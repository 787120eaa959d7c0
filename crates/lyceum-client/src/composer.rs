//! Outgoing messages.
//!
//! The composer validates content locally, keeps a single send in flight,
//! and refreshes the sender's inbox after the server accepts a message.

use std::sync::atomic::{AtomicBool, Ordering};
use std::sync::{Arc, Mutex, PoisonError};

use tracing::{info, warn};

use lyceum_net::SchoolApi;
use lyceum_shared::protocol::SendMessage;
use lyceum_shared::types::UserId;
use lyceum_shared::validate_content;

use crate::error::{ClientError, Result};
use crate::events::{Control, ToastKind, UiEvent, UiEvents};
use crate::sync::SyncEngine;

/// Clears the in-flight flag on drop.
struct SendGuard<'a>(&'a AtomicBool);

impl<'a> SendGuard<'a> {
    fn acquire(flag: &'a AtomicBool) -> Option<Self> {
        flag.compare_exchange(false, true, Ordering::AcqRel, Ordering::Acquire)
            .ok()
            .map(|_| Self(flag))
    }
}

impl Drop for SendGuard<'_> {
    fn drop(&mut self) {
        self.0.store(false, Ordering::Release);
    }
}

pub struct Composer {
    api: Arc<dyn SchoolApi>,
    sync: Arc<SyncEngine>,
    events: UiEvents,
    sending: AtomicBool,
    draft: Mutex<String>,
}

impl Composer {
    pub fn new(api: Arc<dyn SchoolApi>, sync: Arc<SyncEngine>, events: UiEvents) -> Self {
        Self {
            api,
            sync,
            events,
            sending: AtomicBool::new(false),
            draft: Mutex::new(String::new()),
        }
    }

    pub fn draft(&self) -> String {
        self.draft
            .lock()
            .unwrap_or_else(PoisonError::into_inner)
            .clone()
    }

    pub fn set_draft(&self, text: impl Into<String>) {
        *self.draft.lock().unwrap_or_else(PoisonError::into_inner) = text.into();
    }

    fn clear_draft(&self) {
        self.draft
            .lock()
            .unwrap_or_else(PoisonError::into_inner)
            .clear();
        self.events.emit(UiEvent::DraftCleared);
    }

    pub fn is_sending(&self) -> bool {
        self.sending.load(Ordering::Acquire)
    }

    fn validate(&self, content: &str) -> Result<()> {
        validate_content(content).map_err(|e| {
            self.events.emit(UiEvent::ValidationFailed {
                reason: e.to_string(),
            });
            ClientError::from(e)
        })
    }

    /// Take the in-flight slot and disable the trigger.
    fn begin(&self) -> Option<SendGuard<'_>> {
        let guard = SendGuard::acquire(&self.sending)?;
        self.events.set_control(Control::SendButton, false);
        self.events.emit(UiEvent::Busy { active: true });
        Some(guard)
    }

    fn finish(&self, _guard: SendGuard<'_>) {
        self.events.emit(UiEvent::Busy { active: false });
        self.events.set_control(Control::SendButton, true);
    }

    /// Send `content` from `sender` to `receiver`.
    ///
    /// Invalid content is rejected before any request is made. On success
    /// the draft is cleared and the sender's inbox refreshed once; a failed
    /// refresh at that point is only logged. On failure the draft is kept.
    pub async fn send(
        &self,
        sender: UserId,
        receiver: UserId,
        content: &str,
    ) -> Result<SendMessage> {
        self.validate(content)?;

        let Some(guard) = self.begin() else {
            warn!(sender = %sender, receiver = %receiver, "Send already in flight");
            return Err(ClientError::Busy);
        };
        let result = self.deliver(sender, receiver, content).await;
        self.finish(guard);
        result
    }

    /// Send the current draft.
    pub async fn submit_draft(&self, sender: UserId, receiver: UserId) -> Result<SendMessage> {
        let draft = self.draft();
        self.send(sender, receiver, &draft).await
    }

    /// Reply to `username`, resolving their user id first.
    ///
    /// The trigger is disabled before the lookup, so a reply holds the same
    /// in-flight slot as a send from its first request to its last.
    pub async fn reply(&self, sender: UserId, username: &str, content: &str) -> Result<SendMessage> {
        self.validate(content)?;

        let Some(guard) = self.begin() else {
            warn!(sender = %sender, username, "Send already in flight");
            return Err(ClientError::Busy);
        };
        let result = match self.api.user_id_for_username(username).await {
            Ok(receiver) => self.deliver(sender, receiver, content).await,
            Err(e) => {
                warn!(username, error = %e, "Could not resolve reply recipient");
                self.events
                    .toast(ToastKind::Error, format!("Unknown recipient {username}"));
                Err(e.into())
            }
        };
        self.finish(guard);
        result
    }

    /// POST the message; the caller holds the in-flight slot.
    async fn deliver(&self, sender: UserId, receiver: UserId, content: &str) -> Result<SendMessage> {
        let body = SendMessage {
            content: content.to_string(),
            sender_id: sender,
            receiver_id: receiver,
        };
        match self.api.send_message(&body).await {
            Ok(echo) => {
                info!(sender = %sender, receiver = %receiver, chars = content.chars().count(), "Message sent");
                self.clear_draft();
                self.events.toast(ToastKind::Success, "Message sent");
                if let Err(e) = self.sync.refresh(sender).await {
                    warn!(error = %e, "Refresh after send failed");
                }
                Ok(echo)
            }
            Err(e) => {
                warn!(sender = %sender, receiver = %receiver, error = %e, "Failed to send message");
                self.events
                    .toast(ToastKind::Error, format!("Failed to send message: {e}"));
                Err(e.into())
            }
        }
    }
}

-*-

▸ **What to work on**
Your response should consist of the data above, duplicated exactly.

▸ **Solution to this task**
repository 787120eaa959d7c0
filename crates/lyceum-client/src/composer.rs
//! Outgoing messages.
//!
//! The composer validates content locally, keeps a single send in flight,
//! and refreshes the sender's inbox after the server accepts a message.

use std::sync::atomic::{AtomicBool, Ordering};
use std::sync::{Arc, Mutex, PoisonError};

use tracing::{info, warn};

use lyceum_net::SchoolApi;
use lyceum_shared::protocol::SendMessage;
use lyceum_shared::types::UserId;
use lyceum_shared::validate_content;

use crate::error::{ClientError, Result};
use crate::events::{Control, ToastKind, UiEvent, UiEvents};
use crate::sync::SyncEngine;

/// Clears the in-flight flag on drop.
struct SendGuard<'a>(&'a AtomicBool);

impl<'a> SendGuard<'a> {
    fn acquire(flag: &'a AtomicBool) -> Option<Self> {
        flag.compare_exchange(false, true, Ordering::AcqRel, Ordering::Acquire)
            .ok()
            .map(|_| Self(flag))
    }
}

impl Drop for SendGuard<'_> {
    fn drop(&mut self) {
        self.0.store(false, Ordering::Release);
    }
}

pub struct Composer {
    api: Arc<dyn SchoolApi>,
    sync: Arc<SyncEngine>,
    events: UiEvents,
    sending: AtomicBool,
    draft: Mutex<String>,
}

impl Composer {
    pub fn new(api: Arc<dyn SchoolApi>, sync: Arc<SyncEngine>, events: UiEvents) -> Self {
        Self {
            api,
            sync,
            events,
            sending: AtomicBool::new(false),
            draft: Mutex::new(String::new()),
        }
    }

    pub fn draft(&self) -> String {
        self.draft
            .lock()
            .unwrap_or_else(PoisonError::into_inner)
            .clone()
    }

    pub fn set_draft(&self, text: impl Into<String>) {
        *self.draft.lock().unwrap_or_else(PoisonError::into_inner) = text.into();
    }

    fn clear_draft(&self) {
        self.draft
            .lock()
            .unwrap_or_else(PoisonError::into_inner)
            .clear();
        self.events.emit(UiEvent::DraftCleared);
    }

    pub fn is_sending(&self) -> bool {
        self.sending.load(Ordering::Acquire)
    }

    fn validate(&self, content: &str) -> Result<()> {
        validate_content(content).map_err(|e| {
            self.events.emit(UiEvent::ValidationFailed {
                reason: e.to_string(),
            });
            ClientError::from(e)
        })
    }

    /// Take the in-flight slot and disable the trigger.
    fn begin(&self) -> Option<SendGuard<'_>> {
        let guard = SendGuard::acquire(&self.sending)?;
        self.events.set_control(Control::SendButton, false);
        self.events.emit(UiEvent::Busy { active: true });
        Some(guard)
    }

    fn finish(&self, _guard: SendGuard<'_>) {
        self.events.emit(UiEvent::Busy { active: false });
        self.events.set_control(Control::SendButton, true);
    }

    /// Send `content` from `sender` to `receiver`.
    ///
    /// Invalid content is rejected before any request is made. On success
    /// the draft is cleared and the sender's inbox refreshed once; a failed
    /// refresh at that point is only logged. On failure the draft is kept.
    pub async fn send(
        &self,
        sender: UserId,
        receiver: UserId,
        content: &str,
    ) -> Result<SendMessage> {
        self.validate(content)?;

        let Some(guard) = self.begin() else {
            warn!(sender = %sender, receiver = %receiver, "Send already in flight");
            return Err(ClientError::Busy);
        };
        let result = self.deliver(sender, receiver, content).await;
        self.finish(guard);
        result
    }

    /// Send the current draft.
    pub async fn submit_draft(&self, sender: UserId, receiver: UserId) -> Result<SendMessage> {
        let draft = self.draft();
        self.send(sender, receiver, &draft).await
    }

    /// Reply to `username`, resolving their user id first.
    ///
    /// The trigger is disabled before the lookup, so a reply holds the same
    /// in-flight slot as a send from its first request to its last.
    pub async fn reply(&self, sender: UserId, username: &str, content: &str) -> Result<SendMessage> {
        self.validate(content)?;

        let Some(guard) = self.begin() else {
            warn!(sender = %sender, username, "Send already in flight");
            return Err(ClientError::Busy);
        };
        let result = match self.api.user_id_for_username(username).await {
            Ok(receiver) => self.deliver(sender, receiver, content).await,
            Err(e) => {
                warn!(username, error = %e, "Could not resolve reply recipient");
                self.events
                    .toast(ToastKind::Error, format!("Unknown recipient {username}"));
                Err(e.into())
            }
        };
        self.finish(guard);
        result
    }

    /// POST the message; the caller holds the in-flight slot.
    async fn deliver(&self, sender: UserId, receiver: UserId, content: &str) -> Result<SendMessage> {
        let body = SendMessage {
            content: content.to_string(),
            sender_id: sender,
            receiver_id: receiver,
        };
        match self.api.send_message(&body).await {
            Ok(echo) => {
                info!(sender = %sender, receiver = %receiver, chars = content.chars().count(), "Message sent");
                self.clear_draft();
                self.events.toast(ToastKind::Success, "Message sent");
                if let Err(e) = self.sync.refresh(sender).await {
                    warn!(error = %e, "Refresh after send failed");
                }
                Ok(echo)
            }
            Err(e) => {
                warn!(sender = %sender, receiver = %receiver, error = %e, "Failed to send message");
                self.events
                    .toast(ToastKind::Error, format!("Failed to send message: {e}"));
                Err(e.into())
            }
        }
    }
}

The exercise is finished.